瞳に印を、首筋に口づけを―孤高な国王陛下による断ち難き愛染―
「だから、そんな気が起こるように迎冬会を開くんでしょ? たくさんの女性がいらっしゃるだろうからひとりくらいあなたお眼鏡に(かな)う人もいると思うんだけれど?」

「大きなお世話だ」

 温度差を感じずにはいられない応酬を終え、レーネは軽く息を吐いた。

「もちろん無理()いはしないわ。でも連日、花嫁候補を紹介されるのも飽き飽きしているんじゃないかと思って」

 それは図星だ。こういうときに感情論で押し付けないのはレーネらしい。ゲオルクはそれとなく水を向ける。

「……お前なら、どんな基準で伴侶を選ぶ?」

 質問される側になったレーネは律儀に考え込んだ。

「そう、ね。とりあえずひとつアドバイスをするなら、気位の高いあなたが(ひざまず)いてもいいと思える女性にしなさい」

 答えをはぐらかされ気もするが、この際はおいておく。ウインクひとつ投げかけるレーネにゲオルクは呆れ顔だ。

「お前はそうやって男を跪かせてきたのか」

「私のことじゃない。昔読んだ童話にそういう話があったの」

 真顔でレーネが答えた後、しばし間が空く。レーネが不審に感じたのとゲオルクが肩を震わせたのはほぼ同時だった。
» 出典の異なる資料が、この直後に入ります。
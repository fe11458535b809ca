use std::collections::BTreeSet;
use std::fmt;

use serde::{Deserialize, Serialize};

/// Kind of disagreement found between two blames.
///
/// Declaration order is the canonical rendering order.
#[derive(Debug, Clone, Copy, PartialEq, Eq, PartialOrd, Ord, Hash, Serialize, Deserialize)]
pub enum MismatchKind {
    /// The two blames have a different number of lines.
    LineCount,
    /// Revision or merged revision differs.
    Revision,
    /// Line text differs.
    Content,
    /// Line author differs.
    Author,
    /// Reported line number differs.
    LineNumber,
}

impl MismatchKind {
    /// Stable name used in result logs.
    pub const fn as_str(self) -> &'static str {
        match self {
            Self::LineCount => "LineCount",
            Self::Revision => "Revision",
            Self::Content => "Content",
            Self::Author => "Author",
            Self::LineNumber => "LineNumber",
        }
    }
}

impl fmt::Display for MismatchKind {
    fn fmt(&self, f: &mut fmt::Formatter<'_>) -> fmt::Result {
        f.write_str(self.as_str())
    }
}

/// First point of disagreement between two blames.
#[derive(Debug, Clone, PartialEq, Eq, Serialize, Deserialize)]
pub struct Divergence {
    /// Every kind that failed at `index`.
    pub kinds: BTreeSet<MismatchKind>,
    /// Zero-based line index of the first divergence.
    pub index: usize,
}

impl Divergence {
    /// Build a divergence from the kinds failing at `index`.
    pub fn new(kinds: impl IntoIterator<Item = MismatchKind>, index: usize) -> Self {
        Self {
            kinds: kinds.into_iter().collect(),
            index,
        }
    }

    /// The exclusive line-count divergence.
    pub fn line_count() -> Self {
        Self::new([MismatchKind::LineCount], 0)
    }

    /// Whether `kind` is part of the divergence.
    pub fn contains(&self, kind: MismatchKind) -> bool {
        self.kinds.contains(&kind)
    }

    /// Kinds joined with commas, e.g. `Content,Author`.
    pub fn kind_list(&self) -> String {
        self.kinds
            .iter()
            .map(|kind| kind.as_str())
            .collect::<Vec<_>>()
            .join(",")
    }
}

/// Result of comparing two blames of the same file.
#[derive(Debug, Clone, PartialEq, Eq, Serialize, Deserialize)]
#[serde(rename_all = "snake_case")]
pub enum ComparisonOutcome {
    /// Both blames agree on every checked field.
    Match,
    /// The blames diverge.
    Mismatch(Divergence),
}

impl ComparisonOutcome {
    /// Whether the outcome is a match.
    pub const fn is_match(&self) -> bool {
        matches!(self, Self::Match)
    }

    /// The divergence, if any.
    pub const fn divergence(&self) -> Option<&Divergence> {
        match self {
            Self::Match => None,
            Self::Mismatch(divergence) => Some(divergence),
        }
    }
}

/// Switches for the comparison.
#[derive(Debug, Clone, Copy, PartialEq, Eq, Serialize, Deserialize)]
pub struct CompareOptions {
    /// Check revision and merged revision. Disable when the two sides number
    /// revisions differently.
    pub compare_revisions: bool,
}

impl Default for CompareOptions {
    fn default() -> Self {
        Self {
            compare_revisions: true,
        }
    }
}

/// Which of the two compared repositories something refers to.
#[derive(Debug, Clone, Copy, PartialEq, Eq, PartialOrd, Ord, Hash, Serialize, Deserialize)]
#[serde(rename_all = "snake_case")]
pub enum Side {
    /// Source side of the migration.
    Left,
    /// Target side of the migration.
    Right,
}

impl Side {
    /// Both sides in reporting order.
    pub const BOTH: [Self; 2] = [Self::Left, Self::Right];

    /// Lowercase label used for artifact directories.
    pub const fn label(self) -> &'static str {
        match self {
            Self::Left => "left",
            Self::Right => "right",
        }
    }
}

impl fmt::Display for Side {
    fn fmt(&self, f: &mut fmt::Formatter<'_>) -> fmt::Result {
        f.write_str(self.label())
    }
}
//! Git blame source built on top of libgit2.
//!
//! Commits reachable from the configured reference are numbered densely,
//! oldest first, so a git history can be compared revision-for-revision with
//! a centralized one.

use std::collections::{HashMap, HashSet};
use std::fmt;
use std::path::Path;

use git2::{
    BlameOptions, ErrorClass, ErrorCode, ObjectType, Oid, Repository as GitRepository, Sort,
    TreeWalkMode, TreeWalkResult,
};
use tracing::{debug, info};

use crate::{
    BlameLine, BlameSource, Error, FileBlame, Result, RevisionNumber, SourceError, SourceResult,
};

/// How a git repository is exposed as a blame source.
#[derive(Debug, Clone, PartialEq, Eq)]
pub struct GitSourceOptions {
    /// Reference whose history is numbered.
    pub reference: String,
    /// Attribute commits brought in by a mainline merge to that merge.
    pub merged_revisions: bool,
}

impl Default for GitSourceOptions {
    fn default() -> Self {
        Self {
            reference: "HEAD".to_owned(),
            merged_revisions: false,
        }
    }
}

/// Dense revision numbering over the history of one reference.
#[derive(Debug, Default, Clone)]
struct RevisionIndex {
    commits: Vec<Oid>,
    numbers: HashMap<Oid, RevisionNumber>,
    merged_at: HashMap<Oid, RevisionNumber>,
}

impl RevisionIndex {
    fn build(repo: &GitRepository, tip: Oid, merged_revisions: bool) -> Result<Self> {
        let mut walk = repo.revwalk()?;
        walk.set_sorting(Sort::TOPOLOGICAL | Sort::REVERSE)?;
        walk.push(tip)?;
        let commits = walk.collect::<std::result::Result<Vec<_>, _>>()?;
        let numbers = commits.iter().copied().zip(1..).collect();

        let mut index = Self {
            commits,
            numbers,
            merged_at: HashMap::new(),
        };
        if merged_revisions {
            index.attribute_merges(repo, tip)?;
        }
        Ok(index)
    }

    /// Map every commit that entered the first-parent chain through a merge
    /// to the number of that merge.
    fn attribute_merges(&mut self, repo: &GitRepository, tip: Oid) -> Result<()> {
        let mut mainline = Vec::new();
        let mut cursor = Some(repo.find_commit(tip)?);
        while let Some(commit) = cursor {
            cursor = commit.parents().next();
            mainline.push(commit);
        }
        let on_mainline: HashSet<Oid> = mainline.iter().map(git2::Commit::id).collect();

        for merge in mainline.iter().rev().filter(|c| c.parent_count() > 1) {
            let Some(&number) = self.numbers.get(&merge.id()) else {
                continue;
            };
            let mut walk = repo.revwalk()?;
            for side in merge.parent_ids().skip(1) {
                walk.push(side)?;
            }
            walk.hide(merge.parent_id(0)?)?;
            for oid in walk {
                let oid = oid?;
                if !on_mainline.contains(&oid) {
                    self.merged_at.entry(oid).or_insert(number);
                }
            }
        }
        debug!(merged = self.merged_at.len(), "attributed merged commits");
        Ok(())
    }

    fn latest(&self) -> RevisionNumber {
        self.commits.len() as RevisionNumber
    }

    fn commit_id(&self, revision: RevisionNumber) -> SourceResult<Oid> {
        revision
            .checked_sub(1)
            .and_then(|offset| usize::try_from(offset).ok())
            .and_then(|offset| self.commits.get(offset))
            .copied()
            .ok_or_else(|| SourceError::UnknownRevision {
                revision,
                latest: self.latest(),
            })
    }
}

/// Handle to a git repository serving blame by revision number.
pub struct Repository {
    inner: GitRepository,
    root: String,
    options: GitSourceOptions,
    index: RevisionIndex,
}

impl Repository {
    /// Open a repository with default options.
    ///
    /// # Errors
    ///
    /// See [`Repository::open_with`].
    pub fn open(path: impl AsRef<Path>) -> Result<Self> {
        Self::open_with(path, GitSourceOptions::default())
    }

    /// Open the repository containing `path` and number its history.
    ///
    /// Bare repositories are accepted. A repository whose reference is unborn
    /// has no revisions.
    ///
    /// # Errors
    ///
    /// Returns an error if the path cannot be canonicalized, does not resolve
    /// to a git repository, or the history cannot be walked.
    pub fn open_with(path: impl AsRef<Path>, options: GitSourceOptions) -> Result<Self> {
        let original = path.as_ref();
        let canonical = std::fs::canonicalize(original).map_err(|source| Error::Io {
            path: display_path(original),
            source,
        })?;

        let repo = match GitRepository::discover(&canonical) {
            Ok(repo) => repo,
            Err(err)
                if err.class() == ErrorClass::Repository && err.code() == ErrorCode::NotFound =>
            {
                return Err(Error::NotARepository {
                    path: display_path(&canonical),
                })
            }
            Err(err) => return Err(Error::from(err)),
        };

        let root = display_path(repo.workdir().unwrap_or_else(|| repo.path()))
            .trim_end_matches(['/', '\\'])
            .to_owned();

        let index = match resolve_tip(&repo, &options.reference)? {
            Some(tip) => RevisionIndex::build(&repo, tip, options.merged_revisions)?,
            None => RevisionIndex::default(),
        };
        info!(
            root = %root,
            reference = %options.reference,
            revisions = index.latest(),
            "opened git repository"
        );

        Ok(Self {
            inner: repo,
            root,
            options,
            index,
        })
    }

    /// Options the repository was opened with.
    #[must_use]
    pub const fn options(&self) -> &GitSourceOptions {
        &self.options
    }

    /// Commit numbered `revision`.
    ///
    /// # Errors
    ///
    /// Returns [`SourceError::UnknownRevision`] outside `1..=latest`.
    pub fn commit_id(&self, revision: RevisionNumber) -> SourceResult<Oid> {
        self.index.commit_id(revision)
    }

    /// Number assigned to `oid`, if it is reachable from the reference.
    #[must_use]
    pub fn revision_of(&self, oid: Oid) -> Option<RevisionNumber> {
        self.index.numbers.get(&oid).copied()
    }

    fn commit_at(&self, revision: RevisionNumber) -> SourceResult<git2::Commit<'_>> {
        let oid = self.index.commit_id(revision)?;
        self.inner.find_commit(oid).map_err(git_failure)
    }

    fn merged_revision(&self, oid: Oid) -> Option<RevisionNumber> {
        if self.options.merged_revisions {
            self.index.merged_at.get(&oid).copied()
        } else {
            None
        }
    }
}

impl BlameSource for Repository {
    fn id(&self) -> &'static str {
        "git"
    }

    fn root(&self) -> &str {
        &self.root
    }

    fn latest_revision(&self) -> SourceResult<RevisionNumber> {
        Ok(self.index.latest())
    }

    fn list_files(&self, branch: &str, revision: RevisionNumber) -> SourceResult<Vec<String>> {
        let commit = self.commit_at(revision)?;
        let mut tree = commit.tree().map_err(git_failure)?;

        let branch = branch.trim_matches('/');
        if !branch.is_empty() {
            let entry = tree
                .get_path(Path::new(branch))
                .map_err(|err| missing_or_failure(branch, err))?;
            if entry.kind() != Some(ObjectType::Tree) {
                return Err(SourceError::NotAFile {
                    path: branch.to_owned(),
                });
            }
            tree = self.inner.find_tree(entry.id()).map_err(git_failure)?;
        }

        let mut files = Vec::new();
        tree.walk(TreeWalkMode::PreOrder, |dir, entry| {
            if entry.kind() == Some(ObjectType::Blob) {
                files.push(format!("{dir}{}", String::from_utf8_lossy(entry.name_bytes())));
            }
            TreeWalkResult::Ok
        })
        .map_err(git_failure)?;
        Ok(files)
    }

    fn blame(&self, path: &str, revision: RevisionNumber) -> SourceResult<FileBlame> {
        let commit = self.commit_at(revision)?;
        let tree = commit.tree().map_err(git_failure)?;
        let relative = path.trim_start_matches('/');

        let entry = tree
            .get_path(Path::new(relative))
            .map_err(|err| missing_or_failure(relative, err))?;
        if entry.kind() != Some(ObjectType::Blob) {
            return Err(SourceError::NotAFile {
                path: relative.to_owned(),
            });
        }
        let blob = self.inner.find_blob(entry.id()).map_err(git_failure)?;
        if blob.is_binary() {
            return Err(SourceError::BinaryFile {
                path: relative.to_owned(),
            });
        }

        let mut options = BlameOptions::new();
        options.newest_commit(commit.id());
        let blame = self
            .inner
            .blame_file(Path::new(relative), Some(&mut options))
            .map_err(git_failure)?;

        let content = String::from_utf8_lossy(blob.content());
        content
            .split_terminator('\n')
            .zip(1_u32..)
            .map(|(text, line_number)| {
                let hunk = blame.get_line(line_number as usize).ok_or_else(|| {
                    SourceError::message(format!("no blame for {relative}:{line_number}"))
                })?;
                let oid = hunk.final_commit_id();
                let revision = self.revision_of(oid).ok_or_else(|| {
                    SourceError::message(format!("commit {oid} is not numbered"))
                })?;
                let signature = hunk.final_signature();
                let author = String::from_utf8_lossy(signature.name_bytes());
                let text = text.strip_suffix('\r').unwrap_or(text);

                let mut line = BlameLine::new(line_number, text, author, revision);
                line.merged_revision = self.merged_revision(oid);
                Ok(line)
            })
            .collect()
    }
}

fn resolve_tip(repo: &GitRepository, reference: &str) -> Result<Option<Oid>> {
    match repo.revparse_single(reference) {
        Ok(object) => Ok(Some(object.peel_to_commit()?.id())),
        Err(err) if matches!(err.code(), ErrorCode::NotFound | ErrorCode::UnbornBranch) => {
            Ok(None)
        }
        Err(err) => Err(Error::from(err)),
    }
}

fn missing_or_failure(path: &str, err: git2::Error) -> SourceError {
    if err.code() == ErrorCode::NotFound {
        SourceError::MissingEntry {
            path: path.to_owned(),
        }
    } else {
        git_failure(err)
    }
}

fn git_failure(err: git2::Error) -> SourceError {
    SourceError::message(format!("git: {}", err.message()))
}

fn display_path(path: &Path) -> String {
    path.to_string_lossy().into_owned()
}

impl fmt::Debug for Repository {
    fn fmt(&self, f: &mut fmt::Formatter<'_>) -> fmt::Result {
        f.debug_struct("Repository")
            .field("root", &self.root)
            .field("options", &self.options)
            .field("revisions", &self.index.latest())
            .finish_non_exhaustive()
    }
}
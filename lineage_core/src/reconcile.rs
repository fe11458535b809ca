//! Establishes that both sides track exactly the same files.

use std::fs;

use camino::Utf8Path;
use tracing::{debug, info};

use crate::report::escapes_root;
use crate::run::SideSpec;
use crate::{Error, PathSet, Result, Side};

/// Why two file listings cannot be compared.
#[derive(Debug, Clone, PartialEq, Eq, thiserror::Error)]
pub enum PathSetMismatch {
    /// The sides list a different number of files.
    #[error("count of files inconsistent: {left} != {right}")]
    Count {
        /// Number of files on the left side.
        left: usize,
        /// Number of files on the right side.
        right: usize,
    },
    /// The sorted listings differ at `index`.
    #[error("files differ at index {index}: {left} != {right}")]
    Path {
        /// First index at which the listings differ.
        index: usize,
        /// Left path at `index`.
        left: String,
        /// Right path at `index`.
        right: String,
    },
}

/// Sort both listings and require them to be identical.
///
/// Paths are ordered byte-wise, which is what every later step relies on.
///
/// # Errors
///
/// Returns [`PathSetMismatch::Count`] when the lengths differ, otherwise
/// [`PathSetMismatch::Path`] for the first differing index.
pub fn reconcile_listings(
    mut left: Vec<String>,
    mut right: Vec<String>,
) -> std::result::Result<PathSet, PathSetMismatch> {
    left.sort_unstable();
    right.sort_unstable();

    if left.len() != right.len() {
        return Err(PathSetMismatch::Count {
            left: left.len(),
            right: right.len(),
        });
    }

    if let Some((index, (l, r))) = left
        .iter()
        .zip(right.iter())
        .enumerate()
        .find(|(_, (l, r))| l != r)
    {
        return Err(PathSetMismatch::Path {
            index,
            left: l.clone(),
            right: r.clone(),
        });
    }

    Ok(PathSet::new(left))
}

/// Fetches both listings and reconciles them.
#[derive(Debug, Default, Clone, Copy)]
pub struct PathReconciler;

impl PathReconciler {
    /// Construct a new reconciler.
    #[must_use]
    pub const fn new() -> Self {
        Self
    }

    /// List files on both sides and return the shared, sorted path set.
    ///
    /// No blame is fetched here.
    ///
    /// # Errors
    ///
    /// Returns [`Error::Source`] if either listing fails and
    /// [`Error::PathSetMismatch`] if the listings differ.
    pub fn reconcile(&self, left: &SideSpec<'_>, right: &SideSpec<'_>) -> Result<PathSet> {
        let left_files = list_side(Side::Left, left)?;
        let right_files = list_side(Side::Right, right)?;
        info!(
            left = left_files.len(),
            right = right_files.len(),
            "listed files on both sides"
        );
        Ok(reconcile_listings(left_files, right_files)?)
    }
}

fn list_side(side: Side, spec: &SideSpec<'_>) -> Result<Vec<String>> {
    spec.source
        .list_files(spec.branch, spec.revision)
        .map_err(|source| Error::Source {
            side,
            operation: "list files",
            source,
        })
}

/// Read a newline-delimited path list.
///
/// # Errors
///
/// Returns [`Error::Io`] when the file cannot be read, and
/// [`Error::UnsafePath`] for an entry with a `..` component.
pub fn load_paths(path: &Utf8Path) -> Result<PathSet> {
    let text = fs::read_to_string(path).map_err(|source| Error::Io {
        path: path.to_string(),
        source,
    })?;
    let paths = PathSet::parse(&text);
    if let Some(unsafe_path) = paths.iter().find(|entry| escapes_root(entry)) {
        return Err(Error::UnsafePath {
            path: unsafe_path.to_owned(),
        });
    }
    debug!(file = %path, paths = paths.len(), "loaded path list");
    Ok(paths)
}

/// Write `paths` one per line, replacing any existing file.
///
/// # Errors
///
/// Returns [`Error::Io`] when the file cannot be written.
pub fn save_paths(path: &Utf8Path, paths: &PathSet) -> Result<()> {
    fs::write(path, paths.to_text()).map_err(|source| Error::Io {
        path: path.to_string(),
        source,
    })
}

#[cfg(test)]
mod tests {
    use super::*;
    use camino::Utf8PathBuf;
    use tempfile::TempDir;

    fn owned(paths: &[&str]) -> Vec<String> {
        paths.iter().map(|p| (*p).to_owned()).collect()
    }

    #[test]
    fn equal_listings_reconcile_sorted() {
        let set = reconcile_listings(owned(&["b.txt", "a.txt"]), owned(&["a.txt", "b.txt"]))
            .expect("reconcile");
        assert_eq!(set.as_slice(), ["a.txt", "b.txt"]);
    }

    #[test]
    fn sorting_is_bytewise() {
        let set = reconcile_listings(
            owned(&["b", "B", "a/b", "a.c"]),
            owned(&["a.c", "a/b", "B", "b"]),
        )
        .expect("reconcile");
        assert_eq!(set.as_slice(), ["B", "a.c", "a/b", "b"]);
    }

    #[test]
    fn count_difference_is_reported_first() {
        let err = reconcile_listings(owned(&["a", "b"]), owned(&["z"])).expect_err("mismatch");
        assert_eq!(err, PathSetMismatch::Count { left: 2, right: 1 });
        assert_eq!(err.to_string(), "count of files inconsistent: 2 != 1");
    }

    #[test]
    fn first_differing_path_is_reported() {
        let err = reconcile_listings(
            owned(&["a.txt", "b.txt", "d.txt"]),
            owned(&["a.txt", "c.txt", "e.txt"]),
        )
        .expect_err("mismatch");
        assert_eq!(
            err,
            PathSetMismatch::Path {
                index: 1,
                left: "b.txt".into(),
                right: "c.txt".into(),
            }
        );
    }

    fn list_file(dir: &TempDir) -> Utf8PathBuf {
        Utf8PathBuf::from_path_buf(dir.path().join("paths.txt")).expect("utf8 path")
    }

    #[test]
    fn saved_paths_load_back_in_order() {
        let temp = TempDir::new().expect("tempdir");
        let file = list_file(&temp);
        let set = reconcile_listings(
            owned(&["src/b.c", "README", "src/a.c"]),
            owned(&["README", "src/a.c", "src/b.c"]),
        )
        .expect("reconcile");

        save_paths(&file, &set).expect("save");
        assert_eq!(
            fs::read_to_string(&file).expect("read"),
            "README\nsrc/a.c\nsrc/b.c\n"
        );
        assert_eq!(load_paths(&file).expect("load"), set);
    }

    #[test]
    fn loaded_paths_skip_blank_lines() {
        let temp = TempDir::new().expect("tempdir");
        let file = list_file(&temp);
        fs::write(&file, "a.c\r\n\n  \nb.c").expect("seed");

        let set = load_paths(&file).expect("load");
        assert_eq!(set.as_slice(), ["a.c", "b.c"]);
    }

    #[test]
    fn loaded_paths_reject_parent_components() {
        let temp = TempDir::new().expect("tempdir");
        let file = list_file(&temp);
        fs::write(&file, "a.c\nsrc/../../etc/passwd\n").expect("seed");

        let err = load_paths(&file).expect_err("parent component");
        assert!(
            matches!(&err, Error::UnsafePath { path } if path == "src/../../etc/passwd"),
            "{err}"
        );
    }

    #[test]
    fn missing_path_list_is_an_io_error() {
        let temp = TempDir::new().expect("tempdir");
        let err = load_paths(&list_file(&temp)).expect_err("missing file");
        assert!(matches!(err, Error::Io { .. }));
    }

    #[test]
    fn empty_listings_reconcile() {
        let set = reconcile_listings(Vec::new(), Vec::new()).expect("reconcile");
        assert!(set.is_empty());
    }
}
use lineage_api::RevisionNumber;

/// Errors surfaced by blame sources.
#[derive(Debug, thiserror::Error)]
pub enum SourceError {
    /// The file is binary and has no line blame.
    #[error("cannot blame binary file {path}")]
    BinaryFile {
        /// Path that was requested.
        path: String,
    },
    /// Nothing exists at the requested path.
    #[error("no entry at {path}")]
    MissingEntry {
        /// Path that was requested.
        path: String,
    },
    /// The entry exists but is not a file (e.g. a directory).
    #[error("{path} is not a file")]
    NotAFile {
        /// Path that was requested.
        path: String,
    },
    /// The repository has no such revision.
    #[error("revision {revision} does not exist (latest is {latest})")]
    UnknownRevision {
        /// Revision that was requested.
        revision: RevisionNumber,
        /// Latest revision the source knows about.
        latest: RevisionNumber,
    },
    /// A backend call did not finish in time.
    #[error("{operation} timed out after {seconds}s")]
    Timeout {
        /// Backend operation that was interrupted.
        operation: String,
        /// Timeout that elapsed.
        seconds: u64,
    },
    /// Generic failure surfaced by the backend.
    #[error("{message}")]
    Failure {
        /// Human-readable error message.
        message: String,
    },
}

impl SourceError {
    /// Helper to construct a failure from any displayable message.
    #[must_use]
    pub fn message(message: impl Into<String>) -> Self {
        Self::Failure {
            message: message.into(),
        }
    }

    /// Whether the error only means "this path has no blame".
    ///
    /// Callers treat these as an empty blame rather than a failure.
    #[must_use]
    pub const fn is_unblameable(&self) -> bool {
        matches!(
            self,
            Self::BinaryFile { .. } | Self::MissingEntry { .. } | Self::NotAFile { .. }
        )
    }
}

/// Convenience result alias for source operations.
pub type SourceResult<T> = std::result::Result<T, SourceError>;
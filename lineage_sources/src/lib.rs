//! Blame sources that do not need libgit2: a Subversion client wrapper and an
//! in-memory fixture source.

mod memory;
mod svn;

pub use memory::MemorySource;
pub use svn::{SvnSource, DEFAULT_TIMEOUT_SECS, UNKNOWN_REVISION};
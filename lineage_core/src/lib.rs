//! Core library for certifying that two repositories carry the same per-line
//! history.
//!
//! The crate is layered around four responsibilities:
//! - path reconciliation between the two sides
//! - positional blame comparison and divergence classification
//! - divergence reporting through injected sinks
//! - the run loop tying sources, comparison and reporting together
//!
//! A libgit2-backed [`repository::Repository`] implements
//! [`BlameSource`]; other backends live in `lineage_sources`.

#![warn(
    clippy::all,
    clippy::cargo,
    clippy::nursery,
    clippy::pedantic,
    missing_docs
)]
#![cfg_attr(
    not(test),
    deny(
        clippy::dbg_macro,
        clippy::expect_used,
        clippy::panic,
        clippy::print_stderr,
        clippy::print_stdout,
        clippy::todo,
        clippy::unwrap_used
    )
)]

/// Positional blame comparison.
pub mod compare;
/// File-set reconciliation between the two sides.
pub mod reconcile;
/// Divergence rendering and result sinks.
pub mod report;
/// Git repository access and blame on top of libgit2.
pub mod repository;
/// Run orchestration over a path set.
pub mod run;

pub use lineage_api::*;
pub use lineage_source_api::{BlameSource, SourceError, SourceResult};
pub use lineage_sources::{
    MemorySource, SvnSource, DEFAULT_TIMEOUT_SECS as DEFAULT_SVN_TIMEOUT_SECS,
};

pub use reconcile::PathSetMismatch;

/// Common result type for the crate.
pub type Result<T> = std::result::Result<T, Error>;

/// Errors surfaced by the core library.
#[derive(Debug, thiserror::Error)]
pub enum Error {
    /// Underlying git operation failed.
    #[error("git error: {source}")]
    Git {
        /// Original libgit2 error bubbled up by the core library.
        #[from]
        source: git2::Error,
    },
    /// Provided path does not correspond to a git repository.
    #[error("path does not reference a git repository: {path}")]
    NotARepository {
        /// Path that failed to resolve to a repository.
        path: String,
    },
    /// Filesystem interaction failed.
    #[error("failed to access {path}: {source}")]
    Io {
        /// Filesystem path involved in the failed operation.
        path: String,
        /// Source I/O error returned by the standard library.
        #[source]
        source: std::io::Error,
    },
    /// A path would resolve outside the directory it is joined onto.
    #[error("path escapes its root: {path}")]
    UnsafePath {
        /// Offending branch-relative path.
        path: String,
    },
    /// The two sides do not track the same files.
    #[error("path sets differ: {0}")]
    PathSetMismatch(#[from] PathSetMismatch),
    /// A blame source failed outside of per-file processing.
    #[error("{side} source failed to {operation}: {source}")]
    Source {
        /// Side whose source failed.
        side: Side,
        /// What was being attempted.
        operation: &'static str,
        /// Error reported by the source.
        #[source]
        source: SourceError,
    },
}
 レーネとしてはまったく予期せぬ展開だ。驚くレーネに対し、目の前の男は口元に手をやり笑いをこらえている。

「な、なに?」

「いつもは確信をもってあれこれ自分のことのように語るくせに、恋愛においては子どもの童話からの高説か」 

「しょ、しょうがないでしょ。これは、すごく難しい問題で……」

 思わぬ指摘にレーネは早口で捲し立てるものの言葉尻を濁すしかない。